Gauge Equivariant Convolutional Networks and the Icosahedral CNN
Taco S. Cohen, Maurice Weiler, Berkay Kicanaoglu, Max Welling
TL;DR
This work develops a general theory of gauge-equivariant convolution on manifolds, enabling neural networks to respect local geometric frames rather than rely on global symmetries. It introduces a concrete instantiation, the Icosahedral CNN, which leverages a regular hexagonal grid and an atlas of charts to realize gauge-equivariant convolutions efficiently via a single conv2d operation. The method demonstrates strong performance on omnidirectional image segmentation and climate pattern tasks, while maintaining scalability superior to prior spherical CNN approaches. By unifying frame-bundle concepts with practical neural architectures and showing effective weight sharing through kernel constraints, the paper provides a versatile, scalable framework for learning on curved and irregular geometries with intrinsic geometric awareness.
Abstract
The principle of equivariance to symmetry transformations enables a theoretically grounded approach to neural network architecture design. Equivariant networks have shown excellent performance and data efficiency on vision and medical imaging problems that exhibit symmetries. Here we show how this principle can be extended beyond global symmetries to local gauge transformations.
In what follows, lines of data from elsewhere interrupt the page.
//! Render surface seam and a software raster implementing it
use crate::error::SurfaceError;
use crate::geometry::Rgb;
use crate::projection::ScreenPoint;

/// A drawable 2D raster of fixed size.
///
/// The frame driver clears it, draws the cube and HUD, then presents it once
/// per frame.
pub trait RenderSurface {
    fn width(&self) -> u32;
    fn height(&self) -> u32;
    fn clear(&mut self, color: Rgb);
    fn fill_polygon(&mut self, points: &[ScreenPoint], color: Rgb);
    fn stroke_polygon(&mut self, points: &[ScreenPoint], color: Rgb, thickness: u32);
    fn draw_text(&mut self, at: ScreenPoint, text: &str, color: Rgb);
    fn present(&mut self) -> Result<(), SurfaceError>;
}

/// Text queued on a canvas, drawn by whatever presents the canvas
#[derive(Debug, Clone, PartialEq)]
pub struct TextItem {
    pub at: ScreenPoint,
    pub text: String,
    pub color: Rgb,
}

/// In-memory RGB framebuffer with polygon rasterization
#[derive(Debug, Clone)]
pub struct Canvas {
    width: u32,
    height: u32,
    pixels: Vec<Rgb>,
    texts: Vec<TextItem>,
}

impl Canvas {
    pub fn new(width: u32, height: u32) -> Self {
        Self {
            width,
            height,
            pixels: vec![Rgb::BLACK; width as usize * height as usize],
            texts: Vec::new(),
        }
    }

    pub fn pixel(&self, x: i32, y: i32) -> Option<Rgb> {
        self.index(x, y).map(|i| self.pixels[i])
    }

    pub fn pixels(&self) -> &[Rgb] {
        &self.pixels
    }

    pub fn texts(&self) -> &[TextItem] {
        &self.texts
    }

    fn index(&self, x: i32, y: i32) -> Option<usize> {
        if x < 0 || y < 0 || x >= self.width as i32 || y >= self.height as i32 {
            return None;
        }
        Some(y as usize * self.width as usize + x as usize)
    }

    fn set(&mut self, x: i32, y: i32, color: Rgb) {
        if let Some(i) = self.index(x, y) {
            self.pixels[i] = color;
        }
    }

    fn fill_span(&mut self, y: i32, x0: i32, x1: i32, color: Rgb) {
        let x0 = x0.max(0);
        let x1 = x1.min(self.width as i32 - 1);
        if x0 > x1 {
            return;
        }
        let row = y as usize * self.width as usize;
        self.pixels[row + x0 as usize..=row + x1 as usize].fill(color);
    }

    /// Square brush centered on `(x, y)`
    fn stamp(&mut self, x: i32, y: i32, thickness: u32, color: Rgb) {
        let t = thickness.max(1) as i32;
        let lo = -(t / 2);
        for dy in lo..lo + t {
            for dx in lo..lo + t {
                self.set(x + dx, y + dy, color);
            }
        }
    }

    fn draw_line(&mut self, a: ScreenPoint, b: ScreenPoint, thickness: u32, color: Rgb) {
        let margin = thickness as f64;
        let Some((a, b)) = clip_segment(
            a,
            b,
            -margin,
            -margin,
            self.width as f64 + margin,
            self.height as f64 + margin,
        ) else {
            return;
        };

        // Bresenham
        let (mut x, mut y) = (a.x, a.y);
        let dx = (b.x - a.x).abs();
        let dy = -(b.y - a.y).abs();
        let sx = if a.x < b.x { 1 } else { -1 };
        let sy = if a.y < b.y { 1 } else { -1 };
        let mut err = dx + dy;
        loop {
            self.stamp(x, y, thickness, color);
            if x == b.x && y == b.y {
                break;
            }
            let e2 = 2 * err;
            if e2 >= dy {
                err += dy;
                x += sx;
            }
            if e2 <= dx {
                err += dx;
                y += sy;
            }
        }
    }
}

impl RenderSurface for Canvas {
    fn width(&self) -> u32 {
        self.width
    }

    fn height(&self) -> u32 {
        self.height
    }

    fn clear(&mut self, color: Rgb) {
        self.pixels.fill(color);
        self.texts.clear();
    }

    /// Even-odd scanline fill sampled at pixel centers
    fn fill_polygon(&mut self, points: &[ScreenPoint], color: Rgb) {
        if points.len() < 3 || self.width == 0 || self.height == 0 {
            return;
        }

        let min_y = points.iter().map(|p| p.y).min().unwrap_or(0).max(0);
        let max_y = points
            .iter()
            .map(|p| p.y)
            .max()
            .unwrap_or(0)
            .min(self.height as i32 - 1);

        let right = self.width as f64;
        let mut crossings: Vec<f64> = Vec::with_capacity(points.len());
        for y in min_y..=max_y {
            let yc = y as f64 + 0.5;
            crossings.clear();
            for (i, a) in points.iter().enumerate() {
                let b = points[(i + 1) % points.len()];
                let (ay, by) = (a.y as f64, b.y as f64);
                if (ay <= yc && yc < by) || (by <= yc && yc < ay) {
                    let t = (yc - ay) / (by - ay);
                    crossings.push(a.x as f64 + t * (b.x - a.x) as f64);
                }
            }
            crossings.sort_by(f64::total_cmp);
            for pair in crossings.chunks_exact(2) {
                let x0 = (pair[0] - 0.5).ceil();
                let x1 = (pair[1] - 0.5).ceil() - 1.0;
                if x1 >= x0 {
                    let x0 = x0.clamp(-1.0, right) as i32;
                    let x1 = x1.clamp(-1.0, right) as i32;
                    self.fill_span(y, x0, x1, color);
                }
            }
        }
    }

    fn stroke_polygon(&mut self, points: &[ScreenPoint], color: Rgb, thickness: u32) {
        if points.len() < 2 {
            return;
        }
        for (i, &a) in points.iter().enumerate() {
            let b = points[(i + 1) % points.len()];
            self.draw_line(a, b, thickness, color);
        }
    }

    fn draw_text(&mut self, at: ScreenPoint, text: &str, color: Rgb) {
        self.texts.push(TextItem {
            at,
            text: text.to_string(),
            color,
        });
    }

    fn present(&mut self) -> Result<(), SurfaceError> {
        Ok(())
    }
}

/// Liang-Barsky clip of segment `a..b` against a rectangle
fn clip_segment(
    a: ScreenPoint,
    b: ScreenPoint,
    xmin: f64,
    ymin: f64,
    xmax: f64,
    ymax: f64,
) -> Option<(ScreenPoint, ScreenPoint)> {
    let (x0, y0) = (a.x as f64, a.y as f64);
    let (dx, dy) = (b.x as f64 - x0, b.y as f64 - y0);
    let mut t0 = 0.0f64;
    let mut t1 = 1.0f64;

    for (p, q) in [
        (-dx, x0 - xmin),
        (dx, xmax - x0),
        (-dy, y0 - ymin),
        (dy, ymax - y0),
    ] {
        if p == 0.0 {
            if q < 0.0 {
                return None;
            }
            continue;
        }
        let r = q / p;
        if p < 0.0 {
            if r > t1 {
                return None;
            }
            t0 = t0.max(r);
        } else {
            if r < t0 {
                return None;
            }
            t1 = t1.min(r);
        }
    }

    let at = |t: f64| ScreenPoint::new((x0 + t * dx).round() as i32, (y0 + t * dy).round() as i32);
    Some((at(t0), at(t1)))
}

/// One recorded surface call
#[derive(Debug, Clone, PartialEq)]
pub enum DrawCommand {
    Clear(Rgb),
    Fill {
        points: Vec<ScreenPoint>,
        color: Rgb,
    },
    Stroke {
        points: Vec<ScreenPoint>,
        color: Rgb,
        thickness: u32,
    },
    Text {
        at: ScreenPoint,
        text: String,
        color: Rgb,
    },
    Present,
}

/// Surface that records calls instead of drawing them
#[derive(Debug, Clone, Default)]
pub struct RecordingSurface {
    width: u32,
    height: u32,
    commands: Vec<DrawCommand>,
}

impl RecordingSurface {
    pub fn new(width: u32, height: u32) -> Self {
        Self {
            width,
            height,
            commands: Vec::new(),
        }
    }

    pub fn commands(&self) -> &[DrawCommand] {
        &self.commands
    }

    /// Fill colors in draw order
    pub fn fill_colors(&self) -> Vec<Rgb> {
        self.commands
            .iter()
            .filter_map(|c| match c {
                DrawCommand::Fill { color, .. } => Some(*color),
                _ => None,
            })
            .collect()
    }

    pub fn take_commands(&mut self) -> Vec<DrawCommand> {
        std::mem::take(&mut self.commands)
    }
}

impl RenderSurface for RecordingSurface {
    fn width(&self) -> u32 {
        self.width
    }

    fn height(&self) -> u32 {
        self.height
    }

    fn clear(&mut self, color: Rgb) {
        self.commands.push(DrawCommand::Clear(color));
    }

    fn fill_polygon(&mut self, points: &[ScreenPoint], color: Rgb) {
        self.commands.push(DrawCommand::Fill {
            points: points.to_vec(),
            color,
        });
    }

    fn stroke_polygon(&mut self, points: &[ScreenPoint], color: Rgb, thickness: u32) {
        self.commands.push(DrawCommand::Stroke {
            points: points.to_vec(),
            color,
            thickness,
        });
    }

    fn draw_text(&mut self, at: ScreenPoint, text: &str, color: Rgb) {
        self.commands.push(DrawCommand::Text {
            at,
            text: text.to_string(),
            color,
        });
    }

    fn present(&mut self) -> Result<(), SurfaceError> {
        self.commands.push(DrawCommand::Present);
        Ok(())
    }
}

#[cfg(test)]
mod tests {
    use super::*;

    fn square(x0: i32, y0: i32, x1: i32, y1: i32) -> [ScreenPoint; 4] {
        [
            ScreenPoint::new(x0, y0),
            ScreenPoint::new(x1, y0),
            ScreenPoint::new(x1, y1),
            ScreenPoint::new(x0, y1),
        ]
    }

    #[test]
    fn test_clear_fills_every_pixel() {
        let mut canvas = Canvas::new(4, 3);
        canvas.clear(Rgb(10, 10, 30));
        assert!(canvas.pixels().iter().all(|&p| p == Rgb(10, 10, 30)));
    }

    #[test]
    fn test_fill_square_covers_interior() {
        let mut canvas = Canvas::new(10, 10);
        canvas.clear(Rgb::BLACK);
        canvas.fill_polygon(&square(2, 2, 6, 6), Rgb::WHITE);
        assert_eq!(canvas.pixel(2, 2), Some(Rgb::WHITE));
        assert_eq!(canvas.pixel(5, 5), Some(Rgb::WHITE));
        assert_eq!(canvas.pixel(6, 6), Some(Rgb::BLACK));
        assert_eq!(canvas.pixel(1, 3), Some(Rgb::BLACK));
        let lit = canvas.pixels().iter().filter(|&&p| p == Rgb::WHITE).count();
        assert_eq!(lit, 16);
    }

    #[test]
    fn test_fill_clips_to_bounds() {
        let mut canvas = Canvas::new(8, 8);
        canvas.clear(Rgb::BLACK);
        canvas.fill_polygon(&square(-100, -100, 100, 100), Rgb::WHITE);
        assert!(canvas.pixels().iter().all(|&p| p == Rgb::WHITE));
    }

    #[test]
    fn test_stroke_draws_outline_only() {
        let mut canvas = Canvas::new(20, 20);
        canvas.clear(Rgb::BLACK);
        canvas.stroke_polygon(&square(4, 4, 14, 14), Rgb::WHITE, 1);
        assert_eq!(canvas.pixel(4, 4), Some(Rgb::WHITE));
        assert_eq!(canvas.pixel(9, 4), Some(Rgb::WHITE));
        assert_eq!(canvas.pixel(14, 9), Some(Rgb::WHITE));
        assert_eq!(canvas.pixel(9, 9), Some(Rgb::BLACK));
    }

    #[test]
    fn test_thick_stroke_is_wider() {
        let mut canvas = Canvas::new(20, 20);
        canvas.clear(Rgb::BLACK);
        canvas.stroke_polygon(&square(4, 4, 14, 14), Rgb::WHITE, 2);
        // Two pixels across the top edge
        assert_eq!(canvas.pixel(9, 3), Some(Rgb::WHITE));
        assert_eq!(canvas.pixel(9, 4), Some(Rgb::WHITE));
        assert_eq!(canvas.pixel(9, 5), Some(Rgb::BLACK));
    }

    #[test]
    fn test_offscreen_line_is_clipped() {
        let mut canvas = Canvas::new(10, 10);
        canvas.clear(Rgb::BLACK);
        let far = ScreenPoint::new(1 << 24, 5);
        canvas.stroke_polygon(&[ScreenPoint::new(0, 5), far], Rgb::WHITE, 1);
        assert_eq!(canvas.pixel(9, 5), Some(Rgb::WHITE));
        assert!(clip_segment(
            ScreenPoint::new(-50, -50),
            ScreenPoint::new(-40, -60),
            0.0,
            0.0,
            10.0,
            10.0
        )
        .is_none());
    }

    #[test]
    fn test_text_is_queued_and_cleared() {
        let mut canvas = Canvas::new(10, 10);
        canvas.draw_text(ScreenPoint::new(1, 1), "hi", Rgb::WHITE);
        assert_eq!(canvas.texts().len(), 1);
        canvas.clear(Rgb::BLACK);
        assert!(canvas.texts().is_empty());
    }

    #[test]
    fn test_recording_surface_logs_calls() {
        let mut surface = RecordingSurface::new(800, 600);
        surface.clear(Rgb::BLACK);
        surface.fill_polygon(&square(0, 0, 1, 1), Rgb::WHITE);
        surface.present().unwrap();
        assert_eq!(surface.fill_colors(), vec![Rgb::WHITE]);
        assert_eq!(surface.commands().last(), Some(&DrawCommand::Present));
        assert_eq!(surface.take_commands().len(), 3);
        assert!(surface.commands().is_empty());
    }
}
//! IMU Cube - live attitude viewer
//!
//! Reads `roll,pitch,yaw` lines (degrees) from a serial device and shows a
//! rotating cube in the terminal.
//! Controls:
//!   - Q/ESC/Ctrl-C: Quit

use anyhow::{Context, Result};
use clap::Parser;
use imucube_core::{AngleSource, SweepSource};
use imucube_terminal::{AppConfig, PresentMode, SerialAngleSource, TerminalApp};
use std::path::{Path, PathBuf};
use std::sync::Mutex;
use tracing::info;
use tracing_subscriber::EnvFilter;

const DEFAULT_FILTER: &str = "imucube=info,imucube_core=info,imucube_terminal=info";

/// Live 3D attitude cube for serial IMU readings
#[derive(Parser, Debug)]
#[command(name = "imucube")]
#[command(about = "Visualize roll/pitch/yaw from a serial IMU as a rotating cube", long_about = None)]
#[command(version)]
struct Cli {
    /// TOML config file
    #[arg(short, long)]
    config: Option<PathBuf>,

    /// Serial port (overrides config)
    #[arg(short, long)]
    port: Option<String>,

    /// Baud rate (overrides config)
    #[arg(short, long)]
    baud: Option<u32>,

    /// Frame rate cap (overrides config)
    #[arg(long)]
    fps: Option<u32>,

    /// Draw with ASCII characters instead of true-color blocks
    #[arg(long)]
    ascii: bool,

    /// Use a synthetic tumbling motion instead of a serial device
    #[arg(long)]
    demo: bool,

    /// List available serial ports and exit
    #[arg(long)]
    list_ports: bool,

    /// Write logs to this file (the terminal is busy drawing)
    #[arg(long)]
    log_file: Option<PathBuf>,
}

fn init_tracing(log_file: Option<&Path>) -> Result<()> {
    match log_file {
        Some(path) => {
            let file = std::fs::File::create(path)
                .with_context(|| format!("Failed to create log file {}", path.display()))?;
            tracing_subscriber::fmt()
                .with_env_filter(
                    EnvFilter::try_from_default_env().unwrap_or_else(|_| DEFAULT_FILTER.into()),
                )
                .with_ansi(false)
                .with_writer(Mutex::new(file))
                .init();
        }
        None => {
            tracing_subscriber::fmt()
                .with_env_filter(
                    EnvFilter::try_from_default_env().unwrap_or_else(|_| "warn".into()),
                )
                .with_writer(std::io::stderr)
                .init();
        }
    }
    Ok(())
}

fn list_ports() -> Result<()> {
    let ports = serialport::available_ports().context("Failed to enumerate serial ports")?;
    if ports.is_empty() {
        println!("No serial ports found");
    }
    for port in ports {
        println!("{}", port.port_name);
    }
    Ok(())
}

fn run_viewer<S: AngleSource>(source: S, config: &AppConfig, mode: PresentMode) -> Result<()> {
    let mut app = TerminalApp::new(source, &config.viewer, mode)
        .context("Failed to query terminal size")?;
    app.run()
}

fn main() -> Result<()> {
    let cli = Cli::parse();
    init_tracing(cli.log_file.as_deref())?;

    if cli.list_ports {
        return list_ports();
    }

    let mut config = AppConfig::load(cli.config.as_deref()).context("Failed to load config")?;
    if let Some(port) = cli.port {
        config.serial.port = port;
    }
    if let Some(baud) = cli.baud {
        config.serial.baud_rate = baud;
    }
    if let Some(fps) = cli.fps {
        config.viewer.target_fps = fps;
    }
    config.validate().context("Invalid configuration")?;

    let mode = if cli.ascii {
        PresentMode::Ascii
    } else {
        PresentMode::HalfBlock
    };

    if cli.demo {
        info!("Running with synthetic motion");
        return run_viewer(SweepSource::default(), &config, mode);
    }

    let source = SerialAngleSource::open(&config.serial)
        .with_context(|| format!("Could not connect to {}", config.serial.port))?;
    println!(
        "Connected to {} at {} baud (press Q to quit)",
        config.serial.port, config.serial.baud_rate
    );

    run_viewer(source, &config, mode)
}
//! End-to-end frame tests: scripted readings through to recorded draw calls.

use approx::assert_relative_eq;
use imucube_core::geometry::DEFAULT_FACE_COLORS;
use imucube_core::{
    Canvas, FrameDriver, Orientation, RecordingSurface, RenderSurface, Rgb, ScriptedSource,
    ViewerConfig,
};

fn colors_for(order: &[usize]) -> Vec<Rgb> {
    order.iter().map(|&i| DEFAULT_FACE_COLORS[i]).collect()
}

#[test]
fn reading_changes_orientation_and_face_order() {
    let config = ViewerConfig::default();
    let mut source = ScriptedSource::new();
    source.push_idle();
    source.push_line("55.0,10.0,-20.0");
    let mut driver = FrameDriver::new(source, &config);
    let mut surface = RecordingSurface::new(config.width, config.height);

    let first = driver.step(&mut surface).unwrap();
    assert_eq!(first.orientation, Orientation::zero());
    assert_eq!(first.stats.order, [5, 0, 1, 2, 3, 4]);
    assert_eq!(surface.fill_colors(), colors_for(&[5, 0, 1, 2, 3, 4]));
    surface.take_commands();

    let second = driver.step(&mut surface).unwrap();
    assert!(second.updated);
    assert_relative_eq!(second.orientation.roll, 55.0_f32.to_radians());
    assert_relative_eq!(second.orientation.pitch, 10.0_f32.to_radians());
    assert_relative_eq!(second.orientation.yaw, (-20.0_f32).to_radians());
    assert_eq!(second.stats.order, [5, 1, 3, 2, 0, 4]);
    assert_eq!(surface.fill_colors(), colors_for(&[5, 1, 3, 2, 0, 4]));
}

#[test]
fn malformed_reading_leaves_orientation_unchanged() {
    let config = ViewerConfig::default();
    let source = ScriptedSource::from_lines(["30,0,0", "bad,data", "1,2,3,4"]);
    let mut driver = FrameDriver::new(source, &config);
    let mut surface = RecordingSurface::new(config.width, config.height);

    let good = driver.step(&mut surface).unwrap().orientation;
    for _ in 0..2 {
        let report = driver.step(&mut surface).unwrap();
        assert!(!report.updated);
        assert_eq!(report.orientation, good);
    }
}

#[test]
fn canvas_frame_shows_background_and_front_face() {
    let config = ViewerConfig::default();
    let mut driver = FrameDriver::new(ScriptedSource::new(), &config);
    let mut canvas = Canvas::new(config.width, config.height);
    driver.step(&mut canvas).unwrap();

    // Corner is background; center is covered by the nearest (z = -1) face
    assert_eq!(canvas.pixel(0, 0), Some(config.background));
    assert_eq!(canvas.pixel(400, 300), Some(DEFAULT_FACE_COLORS[4]));
    // Outline of the near face runs along x = 350
    assert_eq!(canvas.pixel(350, 300), Some(config.outline));
    assert_eq!(canvas.texts().len(), 1);
    assert_eq!(canvas.width(), 800);
}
This enables the development of a very general class of convolutional neural networks on manifolds that depend only on the intrinsic geometry, and which includes many popular methods from equivariant and geometric deep learning. We implement gauge equivariant CNNs for signals defined on the surface of the icosahedron, which provides a reasonable approximation of the sphere. By choosing to work with this very regular manifold, we are able to implement the gauge equivariant convolution using a single conv2d call, making it a highly scalable and practical alternative to Spherical CNNs. Using this method, we demonstrate substantial improvements over previous methods on the task of segmenting omnidirectional images and global climate patterns.